デジタルコンテンツの制作や流通、利用のための技術や製品を紹介する“デジタルパブリッシング フェア”が24日に東京ビッグサイトで開幕した。主催はリード エグジビション ジャパン(株)と、(社)日本書籍出版協会などの出版業界団体が構成する東京国際ブックフェア実行委員会で、27日まで開催される。
“デジタルパブリッシング フェア”は、おもに出版物を紹介するイベントである“東京国際ブックフェア2003”の1ジャンルとして開催されている。“東京国際ブックフェア2003”は、会場を“自然科学書フェア”“人文・社会科学書フェア”“児童書フェア”“編集制作プロダクション フェア”“学習書・教育ソフト フェア”“デジタルパブリッシング フェア”という6ジャンルに区分し、出版社と書店の仕入れ交渉や、一般読者向けの書籍の割り引き販売などが行なわれる。会場の左奥を占める“デジタルパブリッシング フェア”では、デジタルパブリッシングのためのコンテンツ作成や利用、書籍の流通のための技術や製品を展示、販売している。
印刷会社が考える書籍流通システム
印刷会社である凸版印刷(株)と大日本印刷(株)は、それぞれが書籍管理用のRFID(Radio Frequency Identificationの略で、電波を用いた認識技術)システムのデモを展示していた。凸版印刷は、約1mm角のチップに実装したRFIDタグを参考出品していた。一方の大日本印刷は、RFIDタグを利用し、書店で書籍を管理するシステムのデモを展示していた。
また、両社はそれぞれにデジタルコンテンツの表示デバイスを出展していた。凸版印刷は米イー・インク(E Ink)社が開発した“電子インク”によるビューワーのモックアップを展示しており、一方の大日本印刷は有機ELを利用したポスターなどを展示していた。
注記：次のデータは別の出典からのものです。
use std::{
    fs,
    path::{Path, PathBuf},
    process::ExitCode,
};

use clap::{Parser, Subcommand};
use serde::Serialize;
use tracing::info;
use tracing_subscriber::EnvFilter;

use carbon_governance::{
    auth::parse_account, store, Command, CommandOutcome, Deployment, Error, GovernanceConfig,
    Identity, PostVerificationPolicy, ProjectId, SignedCommand, Settings,
};

//==================== arguments ====================//

#[derive(Parser, Debug)]
#[command(
    name = "cgov",
    version,
    about = "Carbon credit ledger and token-weighted project verification"
)]
struct Cli {
    #[arg(long, global = true, help = "JSON settings file")]
    config: Option<PathBuf>,
    #[arg(long, global = true, help = "State file (overrides settings and CGOV_STATE)")]
    state: Option<PathBuf>,
    #[arg(long, global = true, help = "Output machine-readable JSON")]
    json: bool,
    #[command(subcommand)]
    command: Commands,
}

#[derive(Subcommand, Debug)]
enum Commands {
    /// Generate a keypair: <out-dir>/sk.hex and <out-dir>/account.hex
    Keygen {
        #[arg(long)]
        out_dir: PathBuf,
    },
    /// Create a new state file administered by the given key
    Init {
        #[arg(long)]
        admin_key: PathBuf,
        #[arg(long)]
        quorum: Option<u64>,
        #[arg(long, help = "accept | reject")]
        post_verification: Option<PostVerificationPolicy>,
    },
    /// Submit a project for verification
    Submit {
        #[arg(long)]
        key: PathBuf,
        #[arg(long)]
        name: String,
        #[arg(long, default_value = "")]
        details: String,
    },
    /// Verify a project directly (administrator only)
    Verify {
        #[arg(long)]
        key: PathBuf,
        project_id: ProjectId,
    },
    /// Issue credits to an account (administrator only)
    Mint {
        #[arg(long)]
        key: PathBuf,
        #[arg(long)]
        to: String,
        amount: u64,
    },
    /// Destroy credits from your own balance
    Burn {
        #[arg(long)]
        key: PathBuf,
        amount: u64,
    },
    /// Move credits to another account
    Transfer {
        #[arg(long)]
        key: PathBuf,
        #[arg(long)]
        to: String,
        amount: u64,
    },
    /// Vote for a project
    Vote {
        #[arg(long)]
        key: PathBuf,
        project_id: ProjectId,
    },
    /// Show an account balance
    Balance { account: String },
    /// Show a project record
    Project { project_id: ProjectId },
    /// Show the affirmative vote count of a project
    Tally { project_id: ProjectId },
    /// Print the audit log
    Audit,
    /// Sign a command without applying it
    Sign {
        #[arg(long)]
        key: PathBuf,
        #[arg(long, help = "Command as JSON, e.g. {\"type\":\"vote\",\"project_id\":1}")]
        command: String,
        #[arg(long, help = "Defaults to the next nonce recorded in the state file")]
        nonce: Option<u64>,
        #[arg(long)]
        out: Option<PathBuf>,
    },
    /// Apply a signed command envelope
    Apply { envelope: PathBuf },
    /// Run the mint / submit / verify / vote walkthrough in memory
    Demo,
}

#[derive(Debug, thiserror::Error)]
enum CliError {
    #[error(transparent)]
    Core(#[from] Error),
    #[error("failed to access {path}: {source}")]
    Io {
        path: PathBuf,
        #[source]
        source: std::io::Error,
    },
    #[error("malformed json: {0}")]
    Json(#[from] serde_json::Error),
}

impl CliError {
    fn kind(&self) -> String {
        match self {
            CliError::Core(err) => err.kind().to_string(),
            CliError::Io { .. } => "io".to_string(),
            CliError::Json(_) => "malformed_input".to_string(),
        }
    }
}
use std::fmt;

use crate::auth::{AccountId, AuthError};
use crate::config::ConfigError;
use crate::governance::VoteError;
use crate::ledger::LedgerError;
use crate::registry::RegistryError;
use crate::store::StoreError;

pub type Result<T, E = Error> = std::result::Result<T, E>;

/// Canonical error type returned by [`crate::Deployment`].
#[derive(Debug, thiserror::Error)]
pub enum Error {
    #[error(transparent)]
    Ledger(#[from] LedgerError),

    #[error(transparent)]
    Registry(#[from] RegistryError),

    #[error(transparent)]
    Vote(#[from] VoteError),

    #[error(transparent)]
    Auth(#[from] AuthError),

    #[error(transparent)]
    Config(#[from] ConfigError),

    #[error(transparent)]
    Store(#[from] StoreError),

    /// The envelope's nonce is not the next one expected for its signer.
    #[error("stale nonce for {account}: expected {expected}, got {got}")]
    StaleNonce {
        account: AccountId,
        expected: u64,
        got: u64,
    },
}

/// The kind of rejection, independent of which component produced it.
#[derive(Clone, Copy, Debug, PartialEq, Eq, Hash)]
pub enum ErrorKind {
    UnknownProject,
    AlreadyVoted,
    InsufficientBalance,
    Unauthorized,
    AlreadyVerified,
    Overflow,
    MalformedInput,
    InvalidSignature,
    StaleNonce,
    InvalidConfig,
    Storage,
}

impl Error {
    pub fn kind(&self) -> ErrorKind {
        match self {
            Error::Ledger(LedgerError::Unauthorized { .. }) => ErrorKind::Unauthorized,
            Error::Ledger(LedgerError::InsufficientBalance { .. }) => {
                ErrorKind::InsufficientBalance
            }
            Error::Ledger(LedgerError::Overflow { .. }) => ErrorKind::Overflow,
            Error::Registry(RegistryError::UnknownProject(_)) => ErrorKind::UnknownProject,
            Error::Registry(RegistryError::Unauthorized { .. }) => ErrorKind::Unauthorized,
            Error::Vote(VoteError::UnknownProject(_)) => ErrorKind::UnknownProject,
            Error::Vote(VoteError::AlreadyVoted { .. }) => ErrorKind::AlreadyVoted,
            Error::Vote(VoteError::InsufficientBalance { .. }) => ErrorKind::InsufficientBalance,
            Error::Vote(VoteError::AlreadyVerified(_)) => ErrorKind::AlreadyVerified,
            Error::Auth(AuthError::MalformedAccount(_) | AuthError::MalformedSecret) => {
                ErrorKind::MalformedInput
            }
            Error::Auth(AuthError::MalformedSignature(_) | AuthError::InvalidSignature(_)) => {
                ErrorKind::InvalidSignature
            }
            Error::StaleNonce { .. } => ErrorKind::StaleNonce,
            Error::Config(_) => ErrorKind::InvalidConfig,
            Error::Store(_) => ErrorKind::Storage,
        }
    }
}

impl fmt::Display for ErrorKind {
    fn fmt(&self, f: &mut fmt::Formatter<'_>) -> fmt::Result {
        let name = match self {
            ErrorKind::UnknownProject => "unknown_project",
            ErrorKind::AlreadyVoted => "already_voted",
            ErrorKind::InsufficientBalance => "insufficient_balance",
            ErrorKind::Unauthorized => "unauthorized",
            ErrorKind::AlreadyVerified => "already_verified",
            ErrorKind::Overflow => "overflow",
            ErrorKind::MalformedInput => "malformed_input",
            ErrorKind::InvalidSignature => "invalid_signature",
            ErrorKind::StaleNonce => "stale_nonce",
            ErrorKind::InvalidConfig => "invalid_config",
            ErrorKind::Storage => "storage",
        };
        f.write_str(name)
    }
}
//! Token-weighted project verification.
//!
//! The engine owns the vote receipts and per-project tallies. It reads voter
//! eligibility from a [`BalanceSource`] and applies verification through a
//! [`ProjectDirectory`]; both are injected at construction and never reached
//! through global state.
//!
//! Every [`GovernanceEngine::cast_vote`] runs under one mutex covering the
//! full check-and-update sequence, so two calls for the same voter and
//! project can never both observe a missing receipt, and exactly one call
//! observes the tally reaching quorum.

use std::collections::{BTreeMap, BTreeSet};
use std::sync::Arc;

use parking_lot::Mutex;
use serde::{Deserialize, Serialize};
use tracing::{debug, info, warn};

use crate::auth::{AccountId, Caller};
use crate::config::{GovernanceConfig, PostVerificationPolicy};
use crate::ledger::{Amount, Ledger};
use crate::registry::{ProjectId, Registry};

#[derive(Debug, Clone, PartialEq, Eq, thiserror::Error)]
pub enum VoteError {
    #[error("unknown project {0}")]
    UnknownProject(ProjectId),
    #[error("account {voter} already voted for project {project}")]
    AlreadyVoted { project: ProjectId, voter: AccountId },
    #[error("account {voter} holds no credits and cannot vote")]
    InsufficientBalance { voter: AccountId },
    #[error("project {0} is already verified")]
    AlreadyVerified(ProjectId),
}

/// Read access to voter balances.
pub trait BalanceSource: Send + Sync {
    fn balance_of(&self, holder: &AccountId) -> Amount;
}

/// The registry operations the engine depends on.
pub trait ProjectDirectory: Send + Sync {
    /// `None` when the project was never submitted, otherwise its verified flag.
    fn verification_status(&self, project: ProjectId) -> Option<bool>;

    /// Must be idempotent. `Some(true)` only when the flag actually changed,
    /// `None` when the project is unknown.
    fn mark_verified(&self, project: ProjectId) -> Option<bool>;
}

impl BalanceSource for Ledger {
    fn balance_of(&self, holder: &AccountId) -> Amount {
        Ledger::balance_of(self, holder)
    }
}

impl ProjectDirectory for Registry {
    fn verification_status(&self, project: ProjectId) -> Option<bool> {
        self.is_verified(project)
    }

    fn mark_verified(&self, project: ProjectId) -> Option<bool> {
        Registry::mark_verified(self, project).ok()
    }
}

/// Receipts and tallies.
#[derive(Clone, Debug, Default, Serialize, Deserialize, PartialEq, Eq)]
pub struct VoteBook {
    pub tallies: BTreeMap<ProjectId, u64>,
    pub receipts: BTreeSet<(ProjectId, AccountId)>,
}

impl VoteBook {
    pub fn tally(&self, project: ProjectId) -> u64 {
        self.tallies.get(&project).copied().unwrap_or(0)
    }

    pub fn has_voted(&self, project: ProjectId, voter: &AccountId) -> bool {
        self.receipts.contains(&(project, voter.clone()))
    }

    /// Number of receipts recorded for `project`.
    pub fn receipt_count(&self, project: ProjectId) -> u64 {
        self.receipts
            .range((project, AccountId::new())..)
            .take_while(|(id, _)| *id == project)
            .count() as u64
    }
}

#[derive(Clone, Debug, Serialize, Deserialize, PartialEq, Eq)]
pub struct VoteOutcome {
    pub project: ProjectId,
    pub voter: AccountId,
    pub tally: u64,
    /// Whether this vote was the one that verified the project.
    pub crossed_threshold: bool,
}

pub struct GovernanceEngine<L = Ledger, R = Registry> {
    config: GovernanceConfig,
    ledger: Arc<L>,
    registry: Arc<R>,
    book: Mutex<VoteBook>,
}

impl<L, R> GovernanceEngine<L, R>
where
    L: BalanceSource,
    R: ProjectDirectory,
{
    pub fn new(config: GovernanceConfig, ledger: Arc<L>, registry: Arc<R>) -> Self {
        Self::with_book(config, ledger, registry, VoteBook::default())
    }

    pub(crate) fn with_book(
        config: GovernanceConfig,
        ledger: Arc<L>,
        registry: Arc<R>,
        book: VoteBook,
    ) -> Self {
        Self {
            config,
            ledger,
            registry,
            book: Mutex::new(book),
        }
    }

    pub fn config(&self) -> &GovernanceConfig {
        &self.config
    }

    pub fn quorum(&self) -> u64 {
        self.config.quorum()
    }

    pub fn ledger(&self) -> &Arc<L> {
        &self.ledger
    }

    pub fn registry(&self) -> &Arc<R> {
        &self.registry
    }

    /// Record one affirmative vote from `voter` on `project`.
    ///
    /// Eligibility is a non-zero balance at the moment of the call; the
    /// balance is observed, never locked or consumed. On any error the
    /// receipts, tallies and registry are exactly as before the call.
    pub fn cast_vote(&self, project: ProjectId, voter: &Caller) -> Result<VoteOutcome, VoteError> {
        let mut book = self.book.lock();

        let verified = self
            .registry
            .verification_status(project)
            .ok_or(VoteError::UnknownProject(project))?;

        let receipt = (project, voter.account().clone());
        if book.receipts.contains(&receipt) {
            warn!(project, voter = %voter, "duplicate vote rejected");
            return Err(VoteError::AlreadyVoted {
                project,
                voter: voter.account().clone(),
            });
        }

        if verified && self.config.post_verification == PostVerificationPolicy::Reject {
            return Err(VoteError::AlreadyVerified(project));
        }

        if self.ledger.balance_of(voter.account()) == 0 {
            return Err(VoteError::InsufficientBalance {
                voter: voter.account().clone(),
            });
        }

        book.receipts.insert(receipt.clone());
        let tally = {
            let entry = book.tallies.entry(project).or_insert(0);
            *entry += 1;
            *entry
        };

        // Receipt and tally are committed before the registry is touched.
        let mut crossed_threshold = false;
        if !verified && tally >= self.config.quorum() {
            match self.registry.mark_verified(project) {
                Some(changed) => crossed_threshold = changed,
                None => {
                    book.receipts.remove(&receipt);
                    if tally == 1 {
                        book.tallies.remove(&project);
                    } else {
                        book.tallies.insert(project, tally - 1);
                    }
                    return Err(VoteError::UnknownProject(project));
                }
            }
        }

        info!(
            initiator = %voter,
            project,
            tally,
            quorum = self.config.quorum(),
            crossed_threshold,
            "vote recorded"
        );
        Ok(VoteOutcome {
            project,
            voter: voter.account().clone(),
            tally,
            crossed_threshold,
        })
    }

    pub fn get_tally(&self, project: ProjectId) -> Result<u64, VoteError> {
        if self.registry.verification_status(project).is_none() {
            return Err(VoteError::UnknownProject(project));
        }
        let tally = self.book.lock().tally(project);
        debug!(project, tally, "tally read");
        Ok(tally)
    }

    pub fn has_voted(&self, project: ProjectId, voter: &AccountId) -> bool {
        self.book.lock().has_voted(project, voter)
    }

    pub fn snapshot(&self) -> VoteBook {
        self.book.lock().clone()
    }
}

#[cfg(test)]
mod tests {
    use super::*;

    use std::collections::HashMap;

    use crate::auth::Identity;

    #[derive(Default)]
    struct FixedBalances(Mutex<HashMap<AccountId, Amount>>);

    impl FixedBalances {
        fn set(&self, holder: &AccountId, amount: Amount) {
            self.0.lock().insert(holder.clone(), amount);
        }
    }

    impl BalanceSource for FixedBalances {
        fn balance_of(&self, holder: &AccountId) -> Amount {
            self.0.lock().get(holder).copied().unwrap_or(0)
        }
    }

    #[derive(Default)]
    struct Projects {
        verified: Mutex<BTreeMap<ProjectId, bool>>,
        mark_calls: Mutex<u32>,
        fail_marks: bool,
    }

    impl Projects {
        fn with(ids: &[ProjectId]) -> Self {
            let projects = Self::default();
            for id in ids {
                projects.verified.lock().insert(*id, false);
            }
            projects
        }
    }

    impl ProjectDirectory for Projects {
        fn verification_status(&self, project: ProjectId) -> Option<bool> {
            self.verified.lock().get(&project).copied()
        }

        fn mark_verified(&self, project: ProjectId) -> Option<bool> {
            *self.mark_calls.lock() += 1;
            if self.fail_marks {
                return None;
            }
            let mut verified = self.verified.lock();
            let flag = verified.get_mut(&project)?;
            let changed = !*flag;
            *flag = true;
            Some(changed)
        }
    }

    fn engine(
        quorum: u64,
        projects: Projects,
    ) -> (GovernanceEngine<FixedBalances, Projects>, Arc<FixedBalances>) {
        let balances = Arc::new(FixedBalances::default());
        let engine = GovernanceEngine::new(
            GovernanceConfig::with_quorum(quorum).unwrap(),
            balances.clone(),
            Arc::new(projects),
        );
        (engine, balances)
    }

    fn funded_voters(balances: &FixedBalances, n: usize) -> Vec<Identity> {
        (0..n)
            .map(|_| {
                let id = Identity::generate();
                balances.set(&id.account_id(), 100);
                id
            })
            .collect()
    }

    #[test]
    fn quorum_vote_verifies_exactly_once() {
        let (engine, balances) = engine(3, Projects::with(&[1]));
        let voters = funded_voters(&balances, 4);

        let first = engine.cast_vote(1, &voters[0].caller()).unwrap();
        assert_eq!((first.tally, first.crossed_threshold), (1, false));
        engine.cast_vote(1, &voters[1].caller()).unwrap();
        assert_eq!(engine.registry().verification_status(1), Some(false));

        let third = engine.cast_vote(1, &voters[2].caller()).unwrap();
        assert_eq!((third.tally, third.crossed_threshold), (3, true));
        assert_eq!(engine.registry().verification_status(1), Some(true));

        let late = engine.cast_vote(1, &voters[3].caller()).unwrap();
        assert_eq!((late.tally, late.crossed_threshold), (4, false));
        assert_eq!(*engine.registry().mark_calls.lock(), 1);
    }

    #[test]
    fn duplicate_vote_is_rejected_before_eligibility() {
        let (engine, balances) = engine(3, Projects::with(&[1]));
        let voter = &funded_voters(&balances, 1)[0];
        engine.cast_vote(1, &voter.caller()).unwrap();

        balances.set(&voter.account_id(), 0);
        assert_eq!(
            engine.cast_vote(1, &voter.caller()),
            Err(VoteError::AlreadyVoted {
                project: 1,
                voter: voter.account_id()
            })
        );
        assert_eq!(engine.get_tally(1), Ok(1));
    }

    #[test]
    fn zero_balance_is_ineligible() {
        let (engine, balances) = engine(3, Projects::with(&[1]));
        let voter = Identity::generate();
        assert_eq!(
            engine.cast_vote(1, &voter.caller()),
            Err(VoteError::InsufficientBalance {
                voter: voter.account_id()
            })
        );
        assert!(!engine.has_voted(1, &voter.account_id()));

        balances.set(&voter.account_id(), 1);
        assert_eq!(engine.cast_vote(1, &voter.caller()).unwrap().tally, 1);
    }

    #[test]
    fn unknown_project_creates_nothing() {
        let (engine, balances) = engine(3, Projects::with(&[1]));
        let voter = &funded_voters(&balances, 1)[0];
        assert_eq!(
            engine.cast_vote(999, &voter.caller()),
            Err(VoteError::UnknownProject(999))
        );
        assert_eq!(engine.get_tally(999), Err(VoteError::UnknownProject(999)));
        assert_eq!(engine.snapshot(), VoteBook::default());
    }

    #[test]
    fn reject_policy_refuses_votes_on_verified_projects() {
        let projects = Projects::with(&[1]);
        projects.verified.lock().insert(1, true);
        let balances = Arc::new(FixedBalances::default());
        let engine = GovernanceEngine::new(
            GovernanceConfig::with_quorum(3)
                .unwrap()
                .post_verification(PostVerificationPolicy::Reject),
            balances.clone(),
            Arc::new(projects),
        );
        let voter = &funded_voters(&balances, 1)[0];
        assert_eq!(
            engine.cast_vote(1, &voter.caller()),
            Err(VoteError::AlreadyVerified(1))
        );
        assert_eq!(engine.get_tally(1), Ok(0));
    }

    #[test]
    fn registry_failure_rolls_back_the_vote() {
        let mut projects = Projects::with(&[1]);
        projects.fail_marks = true;
        let (engine, balances) = engine(1, projects);
        let voter = &funded_voters(&balances, 1)[0];

        assert_eq!(
            engine.cast_vote(1, &voter.caller()),
            Err(VoteError::UnknownProject(1))
        );
        assert!(!engine.has_voted(1, &voter.account_id()));
        assert_eq!(engine.snapshot(), VoteBook::default());
    }

    #[test]
    fn receipt_count_is_per_project() {
        let mut book = VoteBook::default();
        book.receipts.insert((1, "a".into()));
        book.receipts.insert((2, "a".into()));
        book.receipts.insert((2, "b".into()));
        book.receipts.insert((3, "c".into()));
        assert_eq!(book.receipt_count(1), 1);
        assert_eq!(book.receipt_count(2), 2);
        assert_eq!(book.receipt_count(4), 0);
    }
}
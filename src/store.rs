//! JSON state file used by the `cgov` binary between invocations.

use std::fs::{self, OpenOptions};
use std::io::Write;
use std::path::{Path, PathBuf};

use tracing::debug;

use crate::deployment::{Deployment, DeploymentSnapshot};

#[derive(Debug, thiserror::Error)]
pub enum StoreError {
    #[error("state file {0} not found; run `cgov init` first")]
    Missing(PathBuf),
    #[error("state file {0} already exists")]
    AlreadyExists(PathBuf),
    #[error("failed to access state file {path}: {source}")]
    Io {
        path: PathBuf,
        #[source]
        source: std::io::Error,
    },
    #[error("failed to encode or decode state file {path}: {source}")]
    Codec {
        path: PathBuf,
        #[source]
        source: serde_json::Error,
    },
    #[error("inconsistent state: {0}")]
    Corrupt(String),
}

pub fn load(path: &Path) -> Result<Deployment, StoreError> {
    if !path.exists() {
        return Err(StoreError::Missing(path.to_path_buf()));
    }
    let raw = fs::read(path).map_err(|source| StoreError::Io {
        path: path.to_path_buf(),
        source,
    })?;
    let snapshot: DeploymentSnapshot =
        serde_json::from_slice(&raw).map_err(|source| StoreError::Codec {
            path: path.to_path_buf(),
            source,
        })?;
    debug!(path = %path.display(), projects = snapshot.registry.projects.len(), "state loaded");
    Deployment::restore(snapshot)
}

/// Write the deployment's snapshot, replacing the file atomically.
pub fn save(path: &Path, deployment: &Deployment) -> Result<(), StoreError> {
    let bytes = serde_json::to_vec_pretty(&deployment.snapshot()).map_err(|source| {
        StoreError::Codec {
            path: path.to_path_buf(),
            source,
        }
    })?;
    let io_err = |source| StoreError::Io {
        path: path.to_path_buf(),
        source,
    };
    if let Some(parent) = path.parent().filter(|p| !p.as_os_str().is_empty()) {
        fs::create_dir_all(parent).map_err(io_err)?;
    }
    let tmp = path.with_extension("json.tmp");
    let mut file = fs::File::create(&tmp).map_err(io_err)?;
    file.write_all(&bytes).map_err(io_err)?;
    file.sync_all().map_err(io_err)?;
    fs::rename(&tmp, path).map_err(io_err)?;
    debug!(path = %path.display(), bytes = bytes.len(), "state saved");
    Ok(())
}

/// Sidecar file guarding read-modify-write cycles on `path`.
pub fn lock_path(path: &Path) -> PathBuf {
    let mut name = path.as_os_str().to_owned();
    name.push(".lock");
    PathBuf::from(name)
}

/// Run `f` while holding an exclusive advisory lock on `<path>.lock`.
///
/// Every load, mutate and save cycle on a state file must run inside this,
/// otherwise concurrent processes overwrite each other's updates.
pub fn locked<T>(path: &Path, f: impl FnOnce() -> T) -> Result<T, StoreError> {
    let sidecar = lock_path(path);
    let io_err = |source| StoreError::Io {
        path: sidecar.clone(),
        source,
    };
    if let Some(parent) = sidecar.parent().filter(|p| !p.as_os_str().is_empty()) {
        fs::create_dir_all(parent).map_err(io_err)?;
    }
    let file = OpenOptions::new()
        .create(true)
        .truncate(false)
        .read(true)
        .write(true)
        .open(&sidecar)
        .map_err(io_err)?;
    let mut lock = fd_lock::RwLock::new(file);
    let _guard = lock.write().map_err(io_err)?;
    debug!(lock = %sidecar.display(), "state lock acquired");
    Ok(f())
}

/// Like [`save`], but refuses to overwrite an existing state file.
pub fn create(path: &Path, deployment: &Deployment) -> Result<(), StoreError> {
    if path.exists() {
        return Err(StoreError::AlreadyExists(path.to_path_buf()));
    }
    save(path, deployment)
}

#[cfg(test)]
mod tests {
    use super::*;

    use crate::auth::Identity;
    use crate::config::GovernanceConfig;

    #[test]
    fn state_round_trips_through_disk() {
        let dir = tempfile::tempdir().unwrap();
        let path = dir.path().join("nested").join("state.json");
        let admin = Identity::generate();
        let deployment = Deployment::new(&admin.caller(), GovernanceConfig::default());
        deployment
            .submit_project(&admin.caller(), "Project 1", "Details 1")
            .unwrap();
        deployment
            .mint(&admin.caller(), &admin.account_id(), 100)
            .unwrap();

        create(&path, &deployment).unwrap();
        assert!(matches!(
            create(&path, &deployment),
            Err(StoreError::AlreadyExists(_))
        ));

        let loaded = load(&path).unwrap();
        assert_eq!(loaded.snapshot(), deployment.snapshot());
        assert_eq!(loaded.balance_of(&admin.account_id()), 100);
    }

    #[test]
    fn locked_cycles_do_not_lose_votes() {
        let dir = tempfile::tempdir().unwrap();
        let path = dir.path().join("state.json");
        let admin = Identity::generate();
        let voters: Vec<Identity> = (0..8).map(|_| Identity::generate()).collect();
        let deployment = Deployment::new(&admin.caller(), GovernanceConfig::default());
        deployment.submit_project(&admin.caller(), "Alpha", "").unwrap();
        for voter in &voters {
            deployment.mint(&admin.caller(), &voter.account_id(), 1).unwrap();
        }
        create(&path, &deployment).unwrap();

        std::thread::scope(|scope| {
            for voter in &voters {
                let path = &path;
                scope.spawn(move || {
                    locked(path, || {
                        let copy = load(path).unwrap();
                        copy.vote_for_project(&voter.caller(), 1).unwrap();
                        std::thread::sleep(std::time::Duration::from_millis(5));
                        save(path, &copy).unwrap();
                    })
                    .unwrap();
                });
            }
        });

        let merged = load(&path).unwrap();
        assert_eq!(merged.tally(1).unwrap(), voters.len() as u64);
        for voter in &voters {
            assert!(merged.has_voted(1, &voter.account_id()));
        }
        assert!(lock_path(&path).ends_with("state.json.lock"));
    }

    #[test]
    fn lock_is_released_after_each_cycle() {
        let dir = tempfile::tempdir().unwrap();
        let path = dir.path().join("nested").join("state.json");
        assert_eq!(locked(&path, || 1).unwrap(), 1);
        assert_eq!(locked(&path, || 2).unwrap(), 2);
        assert!(lock_path(&path).exists());
        assert!(!path.exists());
    }

    #[test]
    fn missing_and_garbled_files_are_reported() {
        let dir = tempfile::tempdir().unwrap();
        let path = dir.path().join("state.json");
        assert!(matches!(load(&path), Err(StoreError::Missing(_))));

        fs::write(&path, b"{ not json").unwrap();
        assert!(matches!(load(&path), Err(StoreError::Codec { .. })));
    }
}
電子インクを利用したデバイスのモックアップ。すでに量産体制は整っており、年内には製品が登場する予定だという | 有機ELを利用したポスター。「2003春号」「NEW」といった定型のキャッチコピーを点滅させ、見る人の関心を引くことができるという |
4月23日に松下電器産業(株)が発表した、記憶型液晶を利用した読書用端末について、それぞれの説明担当者にたずねると「記憶型液晶は現在のところカラー出力ができない。電子インクはすでにカラー表示の実験に成功している。また有機ELと異なり、表示している間は電力を消費しないため、長時間同じ内容を表示するデバイスに向いている」(凸版印刷の説明担当者)、「有機ELは発光するのでよく目立つ。目立つポスターなどに使用するのであれば、記憶型液晶や電子インクよりも有機ELが適している」(大日本印刷の説明担当者)との回答を得ることができた。
コンテンツ制作ツール類
凸版印刷のブースでは、(株)セルシスのマンガ描画ソフト『ComicStudio』と連携する組版ソフト『ComicWrite』のベータ版を展示していた。
『ComicWrite』ベータ版のデモ |
『ComicWrite』は、『ComicStudio』で作成したマンガ原稿を、絵のレイヤー、テキストのレイヤー、絵とテキストをまとめたレイヤーに分けて読み込み、テキストと絵を個別にレイアウトして印刷用の版下を作成するソフト。『ComicStudio』で作成したデータを読み込むと、自動的にページ番号を割り当てた印刷用のイメージを生成するほか、文字レイアウトの修正やフォントの一括変換、白抜き文字や縁取りのある文字の挿入といった機能をもつ。現在開発が行なわれており、8月に発売する予定だ。当初の対応プラットフォームはMac OS 9のみになる。同社説明担当者は「プロの編集現場ではMac OSが多く使われているので、Mac OS版を先に開発した。Windowsへの移植はそれほど難しくないと考えている」と、製品化への取り組みを説明した。
アドビシステムズ(株)のブースでは、ページレイアウトソフト『Adobe InDesign 2.0』を紹介するプレゼンテーションや、実際の書籍編集業務を想定した『Adobe InDesign 2.0』のデモを約30分おきに行ない、多くの来場者の関心を集めていた。